The trial was especially important for ensuring that more women could benefit from TAVR. “Women with aortic stenosis are often underdiagnosed, undertreated, and underrepresented in clinical trials, despite experiencing a similar incidence of the condition,” Herrmann said. Despite making up 55 percent of Medicare patients in the U.S., only 45 percent of women with aortic stenosis undergo transcatheter aortic valve replacement. Small aortic annuli are more common in women, so 87 percent of study participants were women.

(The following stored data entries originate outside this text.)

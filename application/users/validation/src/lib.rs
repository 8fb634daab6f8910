//! Request validation.
//!
//! Every request shape that can be validated implements [`Validatable`],
//! which names the shape and picks its [`Validator`] out of the
//! [`ValidationService`]. The service is built once at startup, so the
//! shape → rules mapping is fixed and resolved at compile time.

use std::sync::Arc;

use thiserror::Error;
use tracing::debug;
use user_commands::{CreateUserCommand, UpdateUserCommand};

pub mod rules;

#[derive(Debug, Clone, PartialEq, Eq, Error)]
#[error("Failed to validate {shape}: {}", .violations.join("; "))]
pub struct ValidationError {
    pub shape: &'static str,
    pub violations: Vec<String>,
}

/// A single check; `Some(message)` reports a violation.
pub type Rule<R> = fn(&R) -> Option<String>;

/// Ordered rule list for one request shape.
pub struct Validator<R> {
    rules: Vec<Rule<R>>,
}

impl<R> Validator<R> {
    pub fn new() -> Self { Self { rules: Vec::new() } }

    pub fn rule(mut self, rule: Rule<R>) -> Self {
        self.rules.push(rule);
        self
    }

    /// Runs every rule and keeps the violations in rule order.
    pub fn check(&self, request: &R) -> Vec<String> {
        self.rules.iter().filter_map(|rule| rule(request)).collect()
    }
}

impl<R> Default for Validator<R> {
    fn default() -> Self { Self::new() }
}

pub trait Validatable: Sized {
    const SHAPE: &'static str;

    fn validator(service: &ValidationService) -> &Validator<Self>;
}

struct Validators {
    create_user: Validator<CreateUserCommand>,
    update_user: Validator<UpdateUserCommand>,
}

#[derive(Clone)]
pub struct ValidationService {
    validators: Arc<Validators>,
}

impl ValidationService {
    pub fn new(
        create_user: Validator<CreateUserCommand>,
        update_user: Validator<UpdateUserCommand>,
    ) -> Self {
        Self {
            validators: Arc::new(Validators {
                create_user,
                update_user,
            }),
        }
    }

    pub fn validate<R>(&self, request: &R) -> Result<(), ValidationError>
    where
        R: Validatable,
    {
        let violations = R::validator(self).check(request);

        if violations.is_empty() {
            return Ok(());
        }

        debug!(
            shape = R::SHAPE,
            violations = violations.len(),
            "Request failed validation"
        );

        Err(ValidationError {
            shape: R::SHAPE,
            violations,
        })
    }
}

impl Default for ValidationService {
    fn default() -> Self {
        Self::new(rules::create_user_validator(), rules::update_user_validator())
    }
}

impl Validatable for CreateUserCommand {
    const SHAPE: &'static str = "CreateUserCommand";

    fn validator(service: &ValidationService) -> &Validator<Self> {
        &service.validators.create_user
    }
}

impl Validatable for UpdateUserCommand {
    const SHAPE: &'static str = "UpdateUserCommand";

    fn validator(service: &ValidationService) -> &Validator<Self> {
        &service.validators.update_user
    }
}
use axum::{
    Router,
    body::{Body, to_bytes},
    http::{Method, Request, StatusCode, header},
    response::Response,
};
use common_errors::{PROBLEM_CONTENT_TYPE, ProblemDetails};
use database_traits::{DocumentCollection, SharedCollection};
use serde_json::{Value, json};
use test_utils::*;
use tower::ServiceExt;
use user_http::{UserHandlers, UserServices};
use user_validation::ValidationService;

fn app(collection: SharedCollection) -> Router {
    UserHandlers::routes()
        .with_state(UserServices::new(collection, ValidationService::default()))
}

fn json_request(method: Method, uri: &str, body: Value) -> Request<Body> {
    Request::builder()
        .method(method)
        .uri(uri)
        .header(header::CONTENT_TYPE, "application/json")
        .body(Body::from(body.to_string()))
        .unwrap()
}

fn empty_request(method: Method, uri: &str) -> Request<Body> {
    Request::builder()
        .method(method)
        .uri(uri)
        .body(Body::empty())
        .unwrap()
}

async fn body_json(response: Response) -> Value {
    let bytes = to_bytes(response.into_body(), usize::MAX).await.unwrap();
    serde_json::from_slice(&bytes).unwrap()
}

async fn problem(response: Response) -> ProblemDetails {
    let content_type = response
        .headers()
        .get(header::CONTENT_TYPE)
        .and_then(|value| value.to_str().ok())
        .map(str::to_owned);
    assert_eq!(content_type.as_deref(), Some(PROBLEM_CONTENT_TYPE));

    let bytes = to_bytes(response.into_body(), usize::MAX).await.unwrap();
    serde_json::from_slice(&bytes).unwrap()
}

#[tokio::test]
async fn test_user_lifecycle() {
    let collection = shared_memory_collection();

    let response = app(collection.clone())
        .oneshot(empty_request(Method::GET, "/users"))
        .await
        .unwrap();
    assert_eq!(response.status(), StatusCode::OK);
    assert_eq!(body_json(response).await, json!([]));

    let response = app(collection.clone())
        .oneshot(json_request(
            Method::POST,
            "/users",
            json!({ "name": "Alice" }),
        ))
        .await
        .unwrap();
    assert_eq!(response.status(), StatusCode::CREATED);
    let location = response
        .headers()
        .get(header::LOCATION)
        .and_then(|value| value.to_str().ok())
        .map(str::to_owned)
        .unwrap();
    let created = body_json(response).await;
    let id = created["id"].as_str().unwrap().to_string();
    assert_eq!(created["name"], "Alice");
    assert_eq!(location, format!("/users/{id}"));

    let response = app(collection.clone())
        .oneshot(empty_request(Method::GET, &location))
        .await
        .unwrap();
    assert_eq!(response.status(), StatusCode::OK);
    assert_eq!(body_json(response).await, json!({ "id": id, "name": "Alice" }));

    let response = app(collection.clone())
        .oneshot(json_request(
            Method::PUT,
            &format!("/users/{id}"),
            json!({ "name": "Alicia" }),
        ))
        .await
        .unwrap();
    assert_eq!(response.status(), StatusCode::OK);
    assert_eq!(body_json(response).await, json!({ "id": id, "name": "Alicia" }));

    let response = app(collection.clone())
        .oneshot(empty_request(Method::GET, "/users/all"))
        .await
        .unwrap();
    assert_eq!(response.status(), StatusCode::OK);
    assert_eq!(
        body_json(response).await,
        json!([{ "id": id, "name": "Alicia" }])
    );

    let response = app(collection.clone())
        .oneshot(empty_request(Method::DELETE, &format!("/users/{id}")))
        .await
        .unwrap();
    assert_eq!(response.status(), StatusCode::OK);
    assert_eq!(body_json(response).await, json!({ "id": id, "name": "Alicia" }));

    let response = app(collection)
        .oneshot(empty_request(Method::GET, &format!("/users/{id}")))
        .await
        .unwrap();
    assert_eq!(response.status(), StatusCode::NOT_FOUND);
}

#[tokio::test]
async fn test_list_users_returns_stored_users() {
    let collection = shared_memory_collection();
    let ids = create_test_users(collection.as_ref()).await.unwrap();

    let response = app(collection)
        .oneshot(empty_request(Method::GET, "/users"))
        .await
        .unwrap();
    assert_eq!(response.status(), StatusCode::OK);

    let users = body_json(response).await;
    let users = users.as_array().unwrap();
    assert_eq!(users.len(), 3);
    for id in ids {
        assert!(users.iter().any(|user| user["id"] == id.as_str()));
    }
}

#[tokio::test]
async fn test_missing_user_is_problem_not_found() {
    let collection = shared_memory_collection();
    let id = missing_user_id();

    for request in [
        empty_request(Method::GET, &format!("/users/{id}")),
        empty_request(Method::DELETE, &format!("/users/{id}")),
        json_request(
            Method::PUT,
            &format!("/users/{id}"),
            json!({ "name": "Nobody" }),
        ),
    ] {
        let response = app(collection.clone()).oneshot(request).await.unwrap();
        assert_eq!(response.status(), StatusCode::NOT_FOUND);

        let problem = problem(response).await;
        assert_eq!(problem.status, 404);
        assert_eq!(problem.title, "Not Found");
        assert!(problem.detail.is_none());
    }

    assert!(collection.scan().await.unwrap().is_empty());
}

#[tokio::test]
async fn test_create_user_validation_failure() {
    let collection = shared_memory_collection();

    for body in [json!({}), json!({ "name": "" }), json!({ "name": "   " })] {
        let response = app(collection.clone())
            .oneshot(json_request(Method::POST, "/users", body))
            .await
            .unwrap();
        assert_eq!(response.status(), StatusCode::BAD_REQUEST);

        let problem = problem(response).await;
        assert_eq!(problem.status, 400);
        assert_eq!(problem.title, "Validation Failed");
        assert_eq!(problem.detail.as_deref(), Some("Name is required."));
    }

    assert!(collection.scan().await.unwrap().is_empty());
}

#[tokio::test]
async fn test_update_user_validation_failure_keeps_document() {
    let collection = shared_memory_collection();
    let id = create_test_user(collection.as_ref()).await.unwrap();

    let response = app(collection.clone())
        .oneshot(json_request(
            Method::PUT,
            &format!("/users/{id}"),
            json!({ "name": null }),
        ))
        .await
        .unwrap();
    assert_eq!(response.status(), StatusCode::BAD_REQUEST);
    assert_eq!(problem(response).await.title, "Validation Failed");

    let stored = collection.get(&id).await.unwrap();
    assert_eq!(stored.content["name"], "Test User");
}

#[tokio::test]
async fn test_malformed_body_is_bad_request() {
    let collection = shared_memory_collection();

    let request = Request::builder()
        .method(Method::POST)
        .uri("/users")
        .header(header::CONTENT_TYPE, "application/json")
        .body(Body::from("{\"name\": "))
        .unwrap();

    let response = app(collection.clone()).oneshot(request).await.unwrap();
    assert_eq!(response.status(), StatusCode::BAD_REQUEST);

    let problem = problem(response).await;
    assert_eq!(problem.title, "Bad Request");
    assert!(problem.detail.is_some());
    assert!(collection.scan().await.unwrap().is_empty());
}

#[tokio::test]
async fn test_missing_content_type_is_bad_request() {
    let request = Request::builder()
        .method(Method::POST)
        .uri("/users")
        .body(Body::from(json!({ "name": "Alice" }).to_string()))
        .unwrap();

    let response = app(shared_memory_collection())
        .oneshot(request)
        .await
        .unwrap();
    assert_eq!(response.status(), StatusCode::BAD_REQUEST);
    assert_eq!(problem(response).await.title, "Bad Request");
}

#[tokio::test]
async fn test_store_failure_is_internal_server_error() {
    let collection = unavailable_collection();

    for request in [
        empty_request(Method::GET, "/users"),
        empty_request(Method::GET, &format!("/users/{}", missing_user_id())),
        json_request(Method::POST, "/users", json!({ "name": "Alice" })),
    ] {
        let response = app(collection.clone()).oneshot(request).await.unwrap();
        assert_eq!(response.status(), StatusCode::INTERNAL_SERVER_ERROR);

        let problem = problem(response).await;
        assert_eq!(problem.status, 500);
        assert_eq!(problem.title, "Internal Server Error");
        assert!(problem.detail.is_none());
    }
}

#[tokio::test]
async fn test_unknown_route_is_not_found() {
    let response = app(shared_memory_collection())
        .oneshot(empty_request(Method::GET, "/accounts"))
        .await
        .unwrap();

    assert_eq!(response.status(), StatusCode::NOT_FOUND);
}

This month, Herrman and his colleagues published their findings from the trial in the New England Journal of Medicine and presented their data at the American College of Cardiology’s Annual Scientific Session in Atlanta, GA. The trial results identified which valve performed better for patients, which Herrmann says now “allows for the potential of tailored valve selection to enhance long-term patient outcomes in the rapidly evolving landscape of TAVR technology.”
The future of TAVR
With ongoing monitoring of patients in the SMART Trial, insights will continue to emerge and help shape the trajectory of TAVR technology. The recent approval of a third TAVR device in the U.S. proves innovation continues in the field. TAVR, once reserved for high-risk patients, has increasingly been used for lower-risk patients with aortic stenosis. And the work continues: Future research, Herrman says, will address the needs of these low-risk and younger patients, focusing on the durability of these devices and the role of hemodynamics in long-term valve performance.

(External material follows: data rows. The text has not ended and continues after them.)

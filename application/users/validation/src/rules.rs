use user_commands::{CreateUserCommand, UpdateUserCommand};

use crate::Validator;

pub const NAME_REQUIRED: &str = "Name is required.";

/// Present and not blank after trimming.
pub fn name_required(name: Option<&str>) -> Option<String> {
    match name {
        Some(name) if !name.trim().is_empty() => None,
        _ => Some(NAME_REQUIRED.to_string()),
    }
}

pub fn create_user_validator() -> Validator<CreateUserCommand> {
    Validator::<CreateUserCommand>::new()
        .rule(|command| name_required(command.name.as_deref()))
}

pub fn update_user_validator() -> Validator<UpdateUserCommand> {
    Validator::<UpdateUserCommand>::new()
        .rule(|command| name_required(command.name.as_deref()))
}
pub mod test_helpers;

use std::time::Duration;

use anyhow::{Context, Result};
use deadpool_redis::{Config as RedisConfig, Pool as RedisPool, Runtime};
pub use test_helpers::*;
use testcontainers_modules::{
    redis::{REDIS_PORT, Redis},
    testcontainers::{ContainerAsync, runners::AsyncRunner},
};

/// Redis test container using testcontainers-rs
pub struct TestRedisContainer {
    pub pool: RedisPool,
    pub connection_string: String,
    /// Unique bucket name so concurrent tests never share keys.
    pub test_bucket: String,
    // Keep the container alive for the lifetime of this struct
    _container: ContainerAsync<Redis>,
}

impl TestRedisContainer {
    /// Start a fresh Redis container on a random port and wait until it
    /// answers `PING`.
    pub async fn new() -> Result<Self> {
        let container = Redis::default()
            .start()
            .await
            .context("Failed to start Redis container")?;

        let host = container.get_host().await?;
        let port = container.get_host_port_ipv4(REDIS_PORT).await?;
        let connection_string = format!("redis://{host}:{port}");

        let test_bucket = format!("test_{}", uuid::Uuid::new_v4().simple());

        let pool = Self::create_pool(&connection_string).await?;

        Ok(Self {
            pool,
            connection_string,
            test_bucket,
            _container: container,
        })
    }

    async fn create_pool(connection_string: &str) -> Result<RedisPool> {
        let mut cfg = RedisConfig::from_url(connection_string);
        cfg.pool = Some(deadpool_redis::PoolConfig::new(10));
        let pool = cfg
            .create_pool(Some(Runtime::Tokio1))
            .context("Failed to create Redis pool")?;

        let mut attempts = 0;
        loop {
            match pool.get().await {
                Ok(mut conn) => {
                    match deadpool_redis::redis::cmd("PING")
                        .query_async::<()>(&mut conn)
                        .await
                    {
                        Ok(_) => break,
                        Err(_) if attempts < 10 => {
                            attempts += 1;
                            tokio::time::sleep(Duration::from_millis(
                                200 * attempts,
                            ))
                            .await;
                            continue;
                        }
                        Err(e) => return Err(e).context("Redis not ready"),
                    }
                }
                Err(_) if attempts < 10 => {
                    attempts += 1;
                    tokio::time::sleep(Duration::from_millis(200 * attempts))
                        .await;
                    continue;
                }
                Err(e) => {
                    return Err(e).context("Failed to get Redis connection");
                }
            }
        }

        Ok(pool)
    }

    pub async fn flush_db(&self) -> Result<()> {
        let mut conn = self.pool.get().await?;
        deadpool_redis::redis::cmd("FLUSHDB")
            .query_async::<()>(&mut conn)
            .await?;
        Ok(())
    }
}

Through decades of exploration and collaboration, Herrmann has not only expanded understanding of TAVR but has also refined its techniques, ensuring safer and more effective outcomes for patients worldwide. Wilson Szeto, MD, chief of Cardiovascular Surgery at Penn, who has worked alongside Herrman for nearly two decades on this and other transcatheter valve therapy trials, says Herrmann’s continued leadership of the TAVR field ensures that its future is bright. “I have tremendous respect for him as a person as well as a physician. He is a giant in the field,” Szeto said. “His commitment to collaboration and patient advocacy is the key to success of good patient outcomes and advancements in the TAVR field.”